General characteristics
- Class & type: Tripartite-class minehunter
- Displacement: 536 t (528 long tons) empty; 605 t (595 long tons) full load;
- Length: 51.5 m (169 ft)
- Beam: 8.96 m (29.4 ft)
- Height: 18.5 m (61 ft)
- Draught: 3.6 m (12 ft)
- Propulsion: 1 × 1370 kW Werkspoor RUB 215 V12 diesel engine; 2 × 180 kW ACEC active rudders; 1 × HOLEC bow propeller;
- Speed: 15 knots (28 km/h)
- Range: 3,000 nautical miles (5,600 km) at 12 knots (22 km/h)
- Boats & landing craft carried: 2 × rigid-hulled inflatable boats; 1 × Atlas Elektronik Seafox ROV;
- Complement: 4 officers, 15 non-commissioned officers, 17 sailors
- Sensors & processing systems: 1 × Thales Underwater Systems TSM 2022 Mk III Hull Mounted Sonar; 1 × SAAB Bofors Double Eagle Mk III Self Propelled Variable Depth Sonar; 1 × Consilium Selesmar Type T-250/10CM003 Radar;
- Armament: 3 × 12.7 mm machine guns

= Belgian minehunter Narcis =

Mariupol, formerly Narcis (M923), is a of the Ukrainian Navy, formerly belonging to Belgian Navy, launched in 1990, at the Mercantile-Belyard shipyard in Rupelmonde and christened (Narcis) by Mrs.

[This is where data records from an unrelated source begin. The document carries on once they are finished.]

//! Cleaning pipeline for raw retail-orders exports.
//!
//! Loads the raw CSV, converts NA placeholders to missing values,
//! normalizes headers, computes the derived pricing and date fields, and
//! writes a cleaned CSV ready for seeding.

use std::collections::HashSet;
use std::path::Path;

use chrono::NaiveDate;
use csv::StringRecord;
use once_cell::sync::Lazy;
use tracing::info;

use crate::domain::error::{AppError, Result};
use crate::domain::order::{Order, RawOrder};
use crate::infrastructure::csv::CsvTable;

/// Placeholder strings the source export uses for missing values.
static NA_PLACEHOLDERS: Lazy<HashSet<&'static str>> =
    Lazy::new(|| ["Not Available", "unknown", "NA", "N/A", ""].into_iter().collect());

/// Run the full cleaning pipeline: read `input`, transform, write `output`.
/// Returns the cleaned records.
pub fn clean_orders(input: &Path, output: &Path) -> Result<Vec<Order>> {
    let table = CsvTable::load(input)?;

    let mut orders = Vec::with_capacity(table.len());
    for (idx, record) in table.records().iter().enumerate() {
        orders.push(parse_row(&table, record, idx + 1)?);
    }

    write_cleaned(&orders, output)?;

    info!(
        rows = orders.len(),
        output = %output.display(),
        "Cleaned data saved"
    );
    let min = orders.iter().map(|o| o.order_date).min();
    let max = orders.iter().map(|o| o.order_date).max();
    if let (Some(min), Some(max)) = (min, max) {
        info!(first = %min, last = %max, "Order date range");
    }

    Ok(orders)
}

/// Write cleaned records as CSV with snake_case headers.
pub fn write_cleaned(orders: &[Order], path: &Path) -> Result<()> {
    if let Some(parent) = path.parent() {
        if !parent.as_os_str().is_empty() {
            std::fs::create_dir_all(parent)?;
        }
    }

    let mut writer = csv::Writer::from_path(path)
        .map_err(|e| AppError::IoError(format!("Failed to open {}: {}", path.display(), e)))?;
    for order in orders {
        writer.serialize(order)?;
    }
    writer
        .flush()
        .map_err(|e| AppError::IoError(format!("Failed to write {}: {}", path.display(), e)))?;
    Ok(())
}

fn parse_row(table: &CsvTable, record: &StringRecord, row: usize) -> Result<Order> {
    let raw = RawOrder {
        order_id: required_i64(table, record, "order_id", row)?,
        order_date: required_date(table, record, "order_date", row)?,
        ship_mode: optional(table, record, "ship_mode"),
        segment: required(table, record, "segment", row)?,
        country: required(table, record, "country", row)?,
        city: required(table, record, "city", row)?,
        state: required(table, record, "state", row)?,
        postal_code: optional(table, record, "postal_code"),
        region: required(table, record, "region", row)?,
        category: required(table, record, "category", row)?,
        sub_category: required(table, record, "sub_category", row)?,
        product_id: required(table, record, "product_id", row)?,
        cost_price: required_f64(table, record, "cost_price", row)?,
        list_price: required_f64(table, record, "list_price", row)?,
        quantity: required_i64(table, record, "quantity", row)?,
        discount_percent: required_f64(table, record, "discount_percent", row)?,
    };
    Ok(raw.finish())
}

/// A field is missing when absent or one of the NA placeholders.
fn field<'a>(table: &CsvTable, record: &'a StringRecord, column: &str) -> Option<&'a str> {
    table
        .value(record, column)
        .map(str::trim)
        .filter(|value| !NA_PLACEHOLDERS.contains(value))
}

fn optional(table: &CsvTable, record: &StringRecord, column: &str) -> Option<String> {
    field(table, record, column).map(str::to_string)
}

fn required(table: &CsvTable, record: &StringRecord, column: &str, row: usize) -> Result<String> {
    field(table, record, column)
        .map(str::to_string)
        .ok_or_else(|| AppError::ParseError(format!("Row {}: missing value for {}", row, column)))
}

fn required_f64(table: &CsvTable, record: &StringRecord, column: &str, row: usize) -> Result<f64> {
    let value = required(table, record, column, row)?;
    value.parse().map_err(|_| {
        AppError::ParseError(format!("Row {}: invalid number '{}' for {}", row, value, column))
    })
}

fn required_i64(table: &CsvTable, record: &StringRecord, column: &str, row: usize) -> Result<i64> {
    let value = required(table, record, column, row)?;
    value.parse().map_err(|_| {
        AppError::ParseError(format!("Row {}: invalid integer '{}' for {}", row, value, column))
    })
}

fn required_date(
    table: &CsvTable,
    record: &StringRecord,
    column: &str,
    row: usize,
) -> Result<NaiveDate> {
    let value = required(table, record, column, row)?;
    NaiveDate::parse_from_str(&value, "%Y-%m-%d").map_err(|_| {
        AppError::ParseError(format!("Row {}: invalid date '{}' for {}", row, value, column))
    })
}

#[cfg(test)]
mod tests {
    use super::*;
    use crate::domain::order::CLEANED_COLUMNS;

    const SAMPLE_CSV: &str = "\
Order Id,Order Date,Ship Mode,Segment,Country,City,State,Postal Code,Region,Category,Sub Category,Product Id,cost price,List Price,Quantity,Discount Percent
1,2023-03-01,Second Class,Consumer,United States,Henderson,Kentucky,42420,South,Furniture,Bookcases,FUR-BO-10001798,240,260,2,2
2,2023-08-15,Second Class,Consumer,United States,Henderson,Kentucky,42420,South,Furniture,Chairs,FUR-CH-10000454,600,730,3,3
3,2023-01-10,Not Available,Corporate,United States,Los Angeles,California,90036,West,Office Supplies,Labels,OFF-LA-10000240,10,10,2,5
4,2022-06-18,Standard Class,Consumer,United States,Fort Lauderdale,Florida,33311,South,Furniture,Tables,FUR-TA-10000577,780,960,5,2
5,2022-07-13,unknown,Consumer,United States,Fort Lauderdale,Florida,33311,South,Office Supplies,Storage,OFF-ST-10000760,20,20,2,5
";

    fn write_sample(dir: &tempfile::TempDir) -> std::path::PathBuf {
        let path = dir.path().join("orders.csv");
        std::fs::write(&path, SAMPLE_CSV).unwrap();
        path
    }

    #[test]
    fn preserves_row_count_and_converts_na() {
        let dir = tempfile::tempdir().unwrap();
        let input = write_sample(&dir);
        let output = dir.path().join("orders_clean.csv");

        let orders = clean_orders(&input, &output).unwrap();
        assert_eq!(orders.len(), 5);
        // "Not Available" and "unknown" ship modes become missing.
        assert_eq!(orders.iter().filter(|o| o.ship_mode.is_none()).count(), 2);
    }

    #[test]
    fn computes_derived_fields() {
        let dir = tempfile::tempdir().unwrap();
        let input = write_sample(&dir);
        let output = dir.path().join("orders_clean.csv");

        let orders = clean_orders(&input, &output).unwrap();
        let first = &orders[0];
        // list_price=260, discount_percent=2 -> discount=5.2, sale=254.8
        assert!((first.discount - 5.2).abs() < 1e-9);
        assert!((first.sale_price - 254.8).abs() < 1e-9);
        assert!((first.profit - 14.8).abs() < 1e-9);
        assert_eq!(first.year, 2023);
        assert_eq!(first.month_name, "March");
        assert_eq!(first.quarter, 1);
        assert_eq!(first.category, "Furniture");
    }

    #[test]
    fn writes_cleaned_csv_with_expected_header() {
        let dir = tempfile::tempdir().unwrap();
        let input = write_sample(&dir);
        let output = dir.path().join("orders_clean.csv");

        let orders = clean_orders(&input, &output).unwrap();
        let content = std::fs::read_to_string(&output).unwrap();
        let header = content.lines().next().unwrap();
        assert_eq!(header, CLEANED_COLUMNS.join(","));
        // header + one line per record
        assert_eq!(content.lines().count(), orders.len() + 1);
    }

    #[test]
    fn zero_prices_do_not_divide_by_zero() {
        let dir = tempfile::tempdir().unwrap();
        let csv = "\
Order Id,Order Date,Ship Mode,Segment,Country,City,State,Postal Code,Region,Category,Sub Category,Product Id,cost price,List Price,Quantity,Discount Percent
1,2023-01-01,Standard Class,Consumer,United States,City,State,12345,South,Furniture,Chairs,PRD-001,0,0,1,5
";
        let input = dir.path().join("zero.csv");
        std::fs::write(&input, csv).unwrap();
        let output = dir.path().join("out.csv");

        let orders = clean_orders(&input, &output).unwrap();
        assert_eq!(orders.len(), 1);
        assert_eq!(orders[0].profit_margin, 0.0);
    }

    #[test]
    fn missing_required_field_names_the_row() {
        let dir = tempfile::tempdir().unwrap();
        let csv = "\
Order Id,Order Date,Ship Mode,Segment,Country,City,State,Postal Code,Region,Category,Sub Category,Product Id,cost price,List Price,Quantity,Discount Percent
1,2023-01-01,Standard Class,Consumer,United States,City,State,12345,,Furniture,Chairs,PRD-001,100,150,1,10
";
        let input = dir.path().join("bad.csv");
        std::fs::write(&input, csv).unwrap();
        let output = dir.path().join("out.csv");

        let err = clean_orders(&input, &output).unwrap_err();
        let message = err.to_string();
        assert!(message.contains("Row 1"));
        assert!(message.contains("region"));
    }
}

Lafosse-De Backer, the wife of the then Mayor of Mons, on 14 March 1991. The patronage of Narcis was accepted by the city of Mons. It was the ninth of the Belgian Tripartite-class minehunters. The Belgian government chose to deploy the ship as part of its involvement with enforcing the Libyan no-fly zone.

In 2024, during the Russo-Ukrainian war, it was announced that Narcis was to be donated to Ukraine at some time in the future. The ship was to undergo full maintenance before donation. In total three Tripartite-class ships were announced (as of 2024) to be donated to Ukraine. Belgium was to provide basic training and the Netherlands offered on-the-job training for the crews.

In June 2025, Narcis was transferred to the Ukrainian Navy. It was renamed UNS Mariupol.